-- Data for the task follows --

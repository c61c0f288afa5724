//! Typed access to command payloads.

use std::ops::RangeInclusive;

use serde_json::{Map, Value};

use crate::errors::RpcError;

/// Maximum accepted length of a power plan GUID, in bytes.
pub const MAX_GUID_LENGTH: usize = 128;

/// Accepted display width/height in pixels.
pub const DIMENSION_RANGE: RangeInclusive<u32> = 1..=16_384;

/// Accepted refresh rate in Hz.
pub const RATE_RANGE: RangeInclusive<u32> = 1..=1_000;

/// Accepted display ids.
pub const DISPLAY_ID_RANGE: RangeInclusive<u32> = 0..=u32::MAX;

/// Accepted process ids.
pub const PID_RANGE: RangeInclusive<u32> = 1..=u32::MAX;

/// Action-specific parameters of a [`Command`](crate::Command).
#[derive(Clone, Debug, Default, PartialEq)]
pub struct Payload(Map<String, Value>);

impl Payload {
    /// Wrap a decoded JSON object.
    pub fn new(fields: Map<String, Value>) -> Self {
        Self(fields)
    }

    /// Payload from any JSON value; non-objects give an empty payload.
    pub fn from_value(value: Value) -> Self {
        match value {
            Value::Object(fields) => Self(fields),
            _ => Self::default(),
        }
    }

    /// Raw field lookup.
    pub fn get(&self, field: &str) -> Option<&Value> {
        self.0.get(field)
    }

    /// Whether the payload has no fields.
    pub fn is_empty(&self) -> bool {
        self.0.is_empty()
    }

    fn require(&self, field: &str) -> Result<&Value, RpcError> {
        self.0
            .get(field)
            .filter(|v| !v.is_null())
            .ok_or_else(|| RpcError::invalid_argument(field, format!("Missing required field '{field}'")))
    }

    /// Required integer field within `range`.
    pub fn require_u32(&self, field: &str, range: RangeInclusive<u32>) -> Result<u32, RpcError> {
        let out_of_range = || {
            RpcError::invalid_argument(
                field,
                format!(
                    "Field '{field}' must be between {} and {}",
                    range.start(),
                    range.end()
                ),
            )
        };

        let Value::Number(number) = self.require(field)? else {
            return Err(RpcError::invalid_argument(
                field,
                format!("Field '{field}' must be an integer"),
            ));
        };
        if let Some(n) = number.as_u64() {
            let n = u32::try_from(n).map_err(|_| out_of_range())?;
            return if range.contains(&n) {
                Ok(n)
            } else {
                Err(out_of_range())
            };
        }
        if number.is_i64() {
            return Err(out_of_range());
        }
        Err(RpcError::invalid_argument(
            field,
            format!("Field '{field}' must be an integer"),
        ))
    }

    /// Required non-empty string field of at most `max_len` bytes.
    pub fn require_str(&self, field: &str, max_len: usize) -> Result<&str, RpcError> {
        let value = self.require(field)?.as_str().ok_or_else(|| {
            RpcError::invalid_argument(field, format!("Field '{field}' must be a string"))
        })?;
        if value.trim().is_empty() {
            return Err(RpcError::invalid_argument(
                field,
                format!("Field '{field}' must not be empty"),
            ));
        }
        if value.len() > max_len {
            return Err(RpcError::invalid_argument(
                field,
                format!(
                    "Field '{field}' exceeds maximum length ({} > {max_len})",
                    value.len()
                ),
            ));
        }
        Ok(value)
    }
}

#[cfg(test)]
mod tests {
    use serde_json::json;

    use super::*;

    fn payload(value: Value) -> Payload {
        Payload::from_value(value)
    }

    fn field_of(err: &RpcError) -> &str {
        match err {
            RpcError::InvalidArgument { field, .. } => field,
            other => panic!("expected InvalidArgument, got {other:?}"),
        }
    }

    #[test]
    fn u32_in_range() {
        let p = payload(json!({"width": 1920}));
        assert_eq!(p.require_u32("width", DIMENSION_RANGE).unwrap(), 1920);
    }

    #[test]
    fn u32_missing_names_field() {
        let err = payload(json!({})).require_u32("pid", PID_RANGE).unwrap_err();
        assert_eq!(field_of(&err), "pid");
        assert_eq!(err.to_string(), "Missing required field 'pid'");
    }

    #[test]
    fn u32_null_is_missing() {
        let err = payload(json!({"pid": null})).require_u32("pid", PID_RANGE).unwrap_err();
        assert!(err.to_string().contains("Missing"));
    }

    #[test]
    fn u32_rejects_strings_and_floats() {
        let err = payload(json!({"rate": "60"})).require_u32("rate", RATE_RANGE).unwrap_err();
        assert!(err.to_string().contains("must be an integer"));
        let err = payload(json!({"rate": 59.94})).require_u32("rate", RATE_RANGE).unwrap_err();
        assert_eq!(field_of(&err), "rate");
    }

    #[test]
    fn u32_rejects_negative_and_oversized() {
        let err = payload(json!({"display_id": -1}))
            .require_u32("display_id", DISPLAY_ID_RANGE)
            .unwrap_err();
        assert_eq!(field_of(&err), "display_id");
        let err = payload(json!({"display_id": 5_000_000_000_u64}))
            .require_u32("display_id", DISPLAY_ID_RANGE)
            .unwrap_err();
        assert!(err.to_string().contains("between"));
    }

    #[test]
    fn u32_range_bounds() {
        let p = payload(json!({"width": 0, "height": 16_385, "pid": 0, "rate": 1000}));
        assert!(p.require_u32("width", DIMENSION_RANGE).is_err());
        assert!(p.require_u32("height", DIMENSION_RANGE).is_err());
        assert!(p.require_u32("pid", PID_RANGE).is_err());
        assert_eq!(p.require_u32("rate", RATE_RANGE).unwrap(), 1000);
    }

    #[test]
    fn str_ok() {
        let p = payload(json!({"guid": "381b4222-f694-41f0-9685-ff5bb260df2e"}));
        assert_eq!(
            p.require_str("guid", MAX_GUID_LENGTH).unwrap(),
            "381b4222-f694-41f0-9685-ff5bb260df2e"
        );
    }

    #[test]
    fn str_rejects_empty_wrong_type_and_long() {
        let err = payload(json!({"guid": "  "})).require_str("guid", MAX_GUID_LENGTH).unwrap_err();
        assert!(err.to_string().contains("must not be empty"));
        let err = payload(json!({"guid": 5})).require_str("guid", MAX_GUID_LENGTH).unwrap_err();
        assert!(err.to_string().contains("must be a string"));
        let long = "g".repeat(MAX_GUID_LENGTH + 1);
        let err = payload(json!({"guid": long})).require_str("guid", MAX_GUID_LENGTH).unwrap_err();
        assert!(err.to_string().contains("exceeds maximum length"));
    }

    #[test]
    fn from_value_non_object_is_empty() {
        assert!(Payload::from_value(json!([1, 2])).is_empty());
    }
}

-- Data for the task concluded --

### Goal of the exercise
Repeat the entries above exactly, from the first line through the line containing "Action-specific parameters of".

### Response area
repository c61c0f288afa5724
//! Typed access to command payloads.

use std::ops::RangeInclusive;

use serde_json::{Map, Value};

use crate::errors::RpcError;

/// Maximum accepted length of a power plan GUID, in bytes.
pub const MAX_GUID_LENGTH: usize = 128;

/// Accepted display width/height in pixels.
pub const DIMENSION_RANGE: RangeInclusive<u32> = 1..=16_384;

/// Accepted refresh rate in Hz.
pub const RATE_RANGE: RangeInclusive<u32> = 1..=1_000;

/// Accepted display ids.
pub const DISPLAY_ID_RANGE: RangeInclusive<u32> = 0..=u32::MAX;

/// Accepted process ids.
pub const PID_RANGE: RangeInclusive<u32> = 1..=u32::MAX;

/// Action-specific parameters of a [`Command`](crate::Command).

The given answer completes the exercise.